(Beginning of DATASET EXCERPTS)
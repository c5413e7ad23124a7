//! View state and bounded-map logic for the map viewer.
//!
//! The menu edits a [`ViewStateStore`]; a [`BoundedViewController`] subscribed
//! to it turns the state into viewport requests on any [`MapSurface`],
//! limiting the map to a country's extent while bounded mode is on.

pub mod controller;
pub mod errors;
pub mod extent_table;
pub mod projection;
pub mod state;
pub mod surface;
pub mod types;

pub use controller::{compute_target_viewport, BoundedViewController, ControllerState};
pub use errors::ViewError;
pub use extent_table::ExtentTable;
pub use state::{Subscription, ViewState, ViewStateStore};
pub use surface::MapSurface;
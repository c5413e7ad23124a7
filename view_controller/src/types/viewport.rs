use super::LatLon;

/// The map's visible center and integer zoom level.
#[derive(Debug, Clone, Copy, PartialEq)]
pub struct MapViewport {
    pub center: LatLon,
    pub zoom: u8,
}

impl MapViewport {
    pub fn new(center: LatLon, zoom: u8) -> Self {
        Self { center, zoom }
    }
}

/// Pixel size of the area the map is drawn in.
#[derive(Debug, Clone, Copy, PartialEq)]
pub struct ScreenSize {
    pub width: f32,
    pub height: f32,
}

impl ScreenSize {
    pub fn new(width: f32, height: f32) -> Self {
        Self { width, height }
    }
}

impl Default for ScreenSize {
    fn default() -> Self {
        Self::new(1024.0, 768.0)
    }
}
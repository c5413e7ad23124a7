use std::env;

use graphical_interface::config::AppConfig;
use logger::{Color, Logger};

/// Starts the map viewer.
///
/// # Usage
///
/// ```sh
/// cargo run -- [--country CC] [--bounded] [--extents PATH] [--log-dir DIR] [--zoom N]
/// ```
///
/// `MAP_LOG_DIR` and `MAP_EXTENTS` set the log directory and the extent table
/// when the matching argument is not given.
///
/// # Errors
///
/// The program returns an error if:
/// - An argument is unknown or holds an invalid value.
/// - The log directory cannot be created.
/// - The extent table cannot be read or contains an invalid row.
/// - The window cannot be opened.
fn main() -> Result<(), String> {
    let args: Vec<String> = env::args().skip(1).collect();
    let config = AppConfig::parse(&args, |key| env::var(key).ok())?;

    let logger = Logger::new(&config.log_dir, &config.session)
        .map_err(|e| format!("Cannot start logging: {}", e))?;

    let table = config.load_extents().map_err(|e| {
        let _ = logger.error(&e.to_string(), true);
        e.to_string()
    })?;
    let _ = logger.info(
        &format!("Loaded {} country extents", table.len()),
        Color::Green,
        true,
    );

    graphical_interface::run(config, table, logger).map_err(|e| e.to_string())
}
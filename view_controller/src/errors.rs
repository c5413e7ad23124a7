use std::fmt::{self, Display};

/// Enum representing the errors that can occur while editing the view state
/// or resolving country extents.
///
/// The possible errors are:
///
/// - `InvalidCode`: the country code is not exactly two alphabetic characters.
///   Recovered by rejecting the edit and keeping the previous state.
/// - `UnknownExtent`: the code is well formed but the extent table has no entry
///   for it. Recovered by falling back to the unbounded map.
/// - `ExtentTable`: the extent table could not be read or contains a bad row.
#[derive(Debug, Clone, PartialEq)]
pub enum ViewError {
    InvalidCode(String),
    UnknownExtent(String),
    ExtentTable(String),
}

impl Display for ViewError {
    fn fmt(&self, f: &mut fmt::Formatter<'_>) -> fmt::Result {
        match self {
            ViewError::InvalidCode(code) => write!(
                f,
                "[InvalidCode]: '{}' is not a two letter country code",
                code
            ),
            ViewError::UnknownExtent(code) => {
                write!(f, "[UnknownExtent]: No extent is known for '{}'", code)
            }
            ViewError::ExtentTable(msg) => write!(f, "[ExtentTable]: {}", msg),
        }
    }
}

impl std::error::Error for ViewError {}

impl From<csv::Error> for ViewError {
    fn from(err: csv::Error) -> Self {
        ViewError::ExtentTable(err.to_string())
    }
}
(End of DATASET EXCERPTS)
▸ WHAT THE EXERCISE ASKS
Your answer should be the full set of records, printed exactly.

▸ RESULT FOR THIS EXERCISE
repository c5413e7ad23124a7
//! View state and bounded-map logic for the map viewer.
//!
//! The menu edits a [`ViewStateStore`]; a [`BoundedViewController`] subscribed
//! to it turns the state into viewport requests on any [`MapSurface`],
//! limiting the map to a country's extent while bounded mode is on.

pub mod controller;
pub mod errors;
pub mod extent_table;
pub mod projection;
pub mod state;
pub mod surface;
pub mod types;

pub use controller::{compute_target_viewport, BoundedViewController, ControllerState};
pub use errors::ViewError;
pub use extent_table::ExtentTable;
pub use state::{Subscription, ViewState, ViewStateStore};
pub use surface::MapSurface;
repository c5413e7ad23124a7
filename view_controller/src/types/viewport.rs
use super::LatLon;

/// The map's visible center and integer zoom level.
#[derive(Debug, Clone, Copy, PartialEq)]
pub struct MapViewport {
    pub center: LatLon,
    pub zoom: u8,
}

impl MapViewport {
    pub fn new(center: LatLon, zoom: u8) -> Self {
        Self { center, zoom }
    }
}

/// Pixel size of the area the map is drawn in.
#[derive(Debug, Clone, Copy, PartialEq)]
pub struct ScreenSize {
    pub width: f32,
    pub height: f32,
}

impl ScreenSize {
    pub fn new(width: f32, height: f32) -> Self {
        Self { width, height }
    }
}

impl Default for ScreenSize {
    fn default() -> Self {
        Self::new(1024.0, 768.0)
    }
}
repository c5413e7ad23124a7
use std::env;

use graphical_interface::config::AppConfig;
use logger::{Color, Logger};

/// Starts the map viewer.
///
/// # Usage
///
/// ```sh
/// cargo run -- [--country CC] [--bounded] [--extents PATH] [--log-dir DIR] [--zoom N]
/// ```
///
/// `MAP_LOG_DIR` and `MAP_EXTENTS` set the log directory and the extent table
/// when the matching argument is not given.
///
/// # Errors
///
/// The program returns an error if:
/// - An argument is unknown or holds an invalid value.
/// - The log directory cannot be created.
/// - The extent table cannot be read or contains an invalid row.
/// - The window cannot be opened.
fn main() -> Result<(), String> {
    let args: Vec<String> = env::args().skip(1).collect();
    let config = AppConfig::parse(&args, |key| env::var(key).ok())?;

    let logger = Logger::new(&config.log_dir, &config.session)
        .map_err(|e| format!("Cannot start logging: {}", e))?;

    let table = config.load_extents().map_err(|e| {
        let _ = logger.error(&e.to_string(), true);
        e.to_string()
    })?;
    let _ = logger.info(
        &format!("Loaded {} country extents", table.len()),
        Color::Green,
        true,
    );

    graphical_interface::run(config, table, logger).map_err(|e| e.to_string())
}
filename view_controller/src/errors.rs
repository c5413e7ad23124a7
use std::fmt::{self, Display};

/// Enum representing the errors that can occur while editing the view state
/// or resolving country extents.
///
/// The possible errors are:
///
/// - `InvalidCode`: the country code is not exactly two alphabetic characters.
///   Recovered by rejecting the edit and keeping the previous state.
/// - `UnknownExtent`: the code is well formed but the extent table has no entry
///   for it. Recovered by falling back to the unbounded map.
/// - `ExtentTable`: the extent table could not be read or contains a bad row.
#[derive(Debug, Clone, PartialEq)]
pub enum ViewError {
    InvalidCode(String),
    UnknownExtent(String),
    ExtentTable(String),
}

impl Display for ViewError {
    fn fmt(&self, f: &mut fmt::Formatter<'_>) -> fmt::Result {
        match self {
            ViewError::InvalidCode(code) => write!(
                f,
                "[InvalidCode]: '{}' is not a two letter country code",
                code
            ),
            ViewError::UnknownExtent(code) => {
                write!(f, "[UnknownExtent]: No extent is known for '{}'", code)
            }
            ViewError::ExtentTable(msg) => write!(f, "[ExtentTable]: {}", msg),
        }
    }
}

impl std::error::Error for ViewError {}

impl From<csv::Error> for ViewError {
    fn from(err: csv::Error) -> Self {
        ViewError::ExtentTable(err.to_string())
    }
}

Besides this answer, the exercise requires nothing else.